Association between vitamin C intake and risk of hyperuricemia in US adults.
Asia Pac J Clin Nutr. 2018 ;27(6):1271-1276. PMID: 30485926
BACKGROUND AND OBJECTIVES: The relationship between vitamin C intake and hyperuricemia among the general US adult population has seldom been reported; thus, the present study examined the associations of total vitamin C (dietary vitamin C plus supplementary vitamin C) and dietary vitamin C intake with the risk of hyperuricemia.
METHODS AND STUDY DESIGN: Pooled data from three 2-year cycles (2007-2012) of the cross-sectional National Health and Nutrition Examination Survey were used in the present study. Dietary intake data were extracted from two 24-hour dietary recall interviews. Logistic regression models were used to determine the associations between vitamin C intake and hyperuricemia risk.

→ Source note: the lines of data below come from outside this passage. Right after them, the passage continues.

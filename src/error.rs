use thiserror::Error;

#[derive(Error, Debug)]
pub enum CatalogError {
    #[error("IO error: {0}")]
    Io(#[from] std::io::Error),

    #[error("Image error: {0}")]
    Json(#[from] serde_json::Error),

    #[error("Catalog entry not found")]
    NotFound,

    #[error("Catalog entry already exists")]
    AlreadyExists,

    #[error("Name too long")]
    NameTooLong,

    #[error("Invalid name")]
    InvalidName,

    #[error("Out of memory")]
    OutOfMemory,

    #[error("No space left on volume")]
    NoSpace,

    #[error("Too many links")]
    TooManyLinks,

    #[error("Cnode {0} is busy")]
    Busy(u32),

    /// Catalog state changed under the caller; the whole lookup must be redone.
    #[error("Catalog changed during lookup, retry")]
    RetryLookup,

    #[error("Reserved name")]
    ReservedName,

    #[error("Volume is inconsistent: {0}")]
    VolumeInconsistent(String),

    #[error("Directory not empty")]
    NotEmpty,

    #[error("Not a directory")]
    NotDirectory,

    #[error("Is a directory")]
    IsDirectory,

    #[error("Invalid argument: {0}")]
    InvalidArgument(String),

    #[error("Operation not permitted")]
    PermissionDenied,
}

impl CatalogError {
    /// POSIX errno reported at the VFS boundary.
    pub fn errno(&self) -> i32 {
        match self {
            CatalogError::Io(e) => e.raw_os_error().unwrap_or(libc::EIO),
            CatalogError::Json(_) => libc::EIO,
            CatalogError::NotFound => libc::ENOENT,
            CatalogError::AlreadyExists => libc::EEXIST,
            CatalogError::NameTooLong => libc::ENAMETOOLONG,
            CatalogError::InvalidName => libc::EINVAL,
            CatalogError::OutOfMemory => libc::ENOMEM,
            CatalogError::NoSpace => libc::ENOSPC,
            CatalogError::TooManyLinks => libc::EMLINK,
            CatalogError::Busy(_) => libc::EBUSY,
            CatalogError::RetryLookup => libc::EAGAIN,
            CatalogError::ReservedName => libc::EPERM,
            CatalogError::VolumeInconsistent(_) => libc::EIO,
            CatalogError::NotEmpty => libc::ENOTEMPTY,
            CatalogError::NotDirectory => libc::ENOTDIR,
            CatalogError::IsDirectory => libc::EISDIR,
            CatalogError::InvalidArgument(_) => libc::EINVAL,
            CatalogError::PermissionDenied => libc::EPERM,
        }
    }
}

pub type Result<T> = std::result::Result<T, CatalogError>;
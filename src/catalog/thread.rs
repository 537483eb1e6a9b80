//! Reverse lookup through thread records: CNID to (parent, name).

use super::codec::build_thread_key;
use super::records::*;
use super::Catalog;
use crate::btree::NodeHint;
use crate::error::{CatalogError, Result};

impl Catalog {
    /// Key of the namespace entry that owns `cnid`.
    pub fn getkey(&self, cnid: Cnid) -> Result<CatalogKey> {
        let (rec, _) = self.tree.search(&build_thread_key(cnid), 0)?;
        let CatalogRecord::Thread(thread) = rec else {
            self.vcb
                .mark_inconsistent(&format!("thread key of {} holds a leaf record", cnid));
            return Err(CatalogError::NotFound);
        };
        if thread.name.is_empty() {
            self.vcb
                .mark_inconsistent(&format!("thread record of {} has an empty name", cnid));
            return Err(CatalogError::NotFound);
        }
        Ok(CatalogKey {
            parent_id: thread.parent_id,
            name: thread.name,
        })
    }

    /// Find the leaf record for `cnid` through its thread record.
    ///
    /// System file ids other than the root are refused unless asked for.
    pub fn resolve_by_id(
        &self,
        cnid: Cnid,
        allow_system: bool,
    ) -> Result<(CatalogKey, CatalogRecord, NodeHint)> {
        if !allow_system && cnid < FIRST_USER_CNID && cnid != ROOT_FOLDER_ID {
            return Err(CatalogError::NotFound);
        }
        let key = self.getkey(cnid)?;
        let (rec, hint) = self.tree.search(&key, 0)?;
        Ok((key, rec, hint))
    }
}
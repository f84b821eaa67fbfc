//! BitGrail. Markets are grouped by quote and keyed `BASE/QUOTE`.

use crate::book::{BookShape, LevelFormat};
use crate::listing::{ListingShape, PairOrder, SymbolFormat};
use crate::profile::{Endpoint, ExchangeProfile};

pub fn profile() -> ExchangeProfile {
    ExchangeProfile::new(
        "bitgrail",
        Endpoint::get("https://api.bitgrail.com/v1/markets"),
        ListingShape::Grouped {
            path: vec!["response".into()],
            members: vec!["markets".into()],
            base: None,
            format: Some(SymbolFormat::delimited("/", PairOrder::BaseFirst)),
        },
        Endpoint::get("https://api.bitgrail.com/v1/{quote}-{base}/orderbook"),
        BookShape::sides(
            &["response"],
            &["asks"],
            &["bids"],
            LevelFormat::named(&["price"], &["amount"]),
        ),
    )
}
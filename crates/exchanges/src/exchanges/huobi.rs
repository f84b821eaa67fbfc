//! Huobi Pro. Depth lives under `tick`; symbols are lowercase `basequote`.

use crate::book::{BookShape, LevelFormat};
use crate::error::ErrorKind;
use crate::listing::{ListingShape, PairSource};
use crate::profile::{Endpoint, ErrorRule, ExchangeProfile};
use serde_json::json;

pub fn profile() -> ExchangeProfile {
    ExchangeProfile::new(
        "huobi",
        Endpoint::get("https://api.huobi.pro/v1/common/symbols"),
        ListingShape::Records {
            path: vec!["data".into()],
            pair: PairSource::Fields {
                quote: "quote-currency".into(),
                base: "base-currency".into(),
            },
            id: None,
            filters: vec![],
        },
        Endpoint::get("https://api.huobi.pro/market/depth?symbol={base_lower}{quote_lower}&type=step1"),
        BookShape::sides(&["tick"], &["asks"], &["bids"], LevelFormat::pairs()),
    )
    .with_error_rule(ErrorRule::on_field(&["err-code"], json!("invalid-parameter"), ErrorKind::UnknownMarket))
}
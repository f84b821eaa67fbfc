//! SouthXchange. The listing is an array of `[base, quote]` tuples.

use crate::book::{BookShape, LevelFormat};
use crate::listing::{ListingShape, PairSource};
use crate::profile::{Endpoint, ExchangeProfile};

pub fn profile() -> ExchangeProfile {
    ExchangeProfile::new(
        "southxchange",
        Endpoint::get("https://www.southxchange.com/api/markets"),
        ListingShape::Records {
            path: vec![],
            pair: PairSource::Fields {
                quote: "1".into(),
                base: "0".into(),
            },
            id: None,
            filters: vec![],
        },
        Endpoint::get("https://www.southxchange.com/api/book/{base}/{quote}"),
        BookShape::sides(
            &[],
            &["SellOrders"],
            &["BuyOrders"],
            LevelFormat::named(&["Price"], &["Amount"]),
        ),
    )
    .with_rate_limit("undocumented")
}
//! Bittrex.
//!
//! Market names are `QUOTE-BASE`. Markets without volume are skipped.

use crate::book::{BookShape, LevelFormat};
use crate::error::ErrorKind;
use crate::listing::{ListingFilter, ListingShape, PairOrder, PairSource, SymbolFormat};
use crate::profile::{Endpoint, ErrorRule, ExchangeProfile};
use serde_json::json;

pub fn profile() -> ExchangeProfile {
    ExchangeProfile::new(
        "bittrex",
        Endpoint::get("https://bittrex.com/api/v1.1/public/getmarketsummaries"),
        ListingShape::Records {
            path: vec!["result".into()],
            pair: PairSource::Symbol {
                field: "MarketName".into(),
                format: SymbolFormat::delimited("-", PairOrder::QuoteFirst),
            },
            id: None,
            filters: vec![ListingFilter::non_zero("Volume")],
        },
        Endpoint::get("https://bittrex.com/api/v1.1/public/getorderbook?market={quote}-{base}&type=both"),
        BookShape::sides(
            &["result"],
            &["sell"],
            &["buy"],
            LevelFormat::named(&["Rate"], &["Quantity"]),
        ),
    )
    .with_error_rule(ErrorRule::on_field(&["message"], json!("INVALID_MARKET"), ErrorKind::UnknownMarket))
}
//! OKEx. Symbols are `base_quote`; asks arrive highest first.

use crate::book::{BookShape, LevelFormat};
use crate::listing::{ListingFilter, ListingShape, PairOrder, PairSource, SymbolFormat};
use crate::profile::{Endpoint, ExchangeProfile};

pub fn profile() -> ExchangeProfile {
    ExchangeProfile::new(
        "okex",
        Endpoint::get("https://www.okex.com/v2/markets/tickers"),
        ListingShape::Records {
            path: vec!["data".into()],
            pair: PairSource::Symbol {
                field: "symbol".into(),
                format: SymbolFormat::delimited("_", PairOrder::BaseFirst),
            },
            id: None,
            filters: vec![ListingFilter::non_zero("volume")],
        },
        Endpoint::get("https://www.okex.com/api/v1/depth.do?symbol={base_lower}_{quote_lower}"),
        BookShape::sides(&[], &["asks"], &["bids"], LevelFormat::pairs()),
    )
    .with_rate_limit("20 requests per 2 seconds")
}
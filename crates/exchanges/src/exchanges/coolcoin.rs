//! Coolcoin (site endpoints, no public API).
//!
//! The depth script returns `[bids, asks]`.

use crate::book::{BookShape, LevelFormat};
use crate::listing::ListingShape;
use crate::profile::{Endpoint, ExchangeProfile};

pub fn profile() -> ExchangeProfile {
    ExchangeProfile::new(
        "coolcoin",
        Endpoint::get("https://www.coolcoin.com/ajax/coin/coinlist"),
        ListingShape::Grouped {
            path: vec!["data".into()],
            members: vec![],
            base: None,
            format: None,
        },
        Endpoint::get("https://www.coolcoin.com/coin/{quote_lower}/{base_lower}/depth.js"),
        BookShape::sides(&[], &["1"], &["0"], LevelFormat::pairs()),
    )
}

RESULTS: A total of 14885 adults aged 20 years or older (7269 men and 7616 women) were registered in the present study. The prevalence of hyperuricemia was 19.1%. Based on the lowest quartile of dietary vitamin C intake, multivariate adjusted odds ratios with 95% confidence intervals of hyperuricemia for quartiles 2-4 were 0.84 (0.74-0.95), 0.83 (0.73-0.94), and 0.72 (0.63-0.82), and those for total vitamin C intake were 0.87 (0.77-0.99), 0.85 (0.75-0.96), and 0.66 (0.58-0.76). Inverse associations between vitamin C intake and hyperuricemia were discovered in both men and women, even with or without covariate adjustments.
CONCLUSIONS: Total vitamin C and dietary vitamin C intake are inversely associated with hyperuricemia in the general US adult population.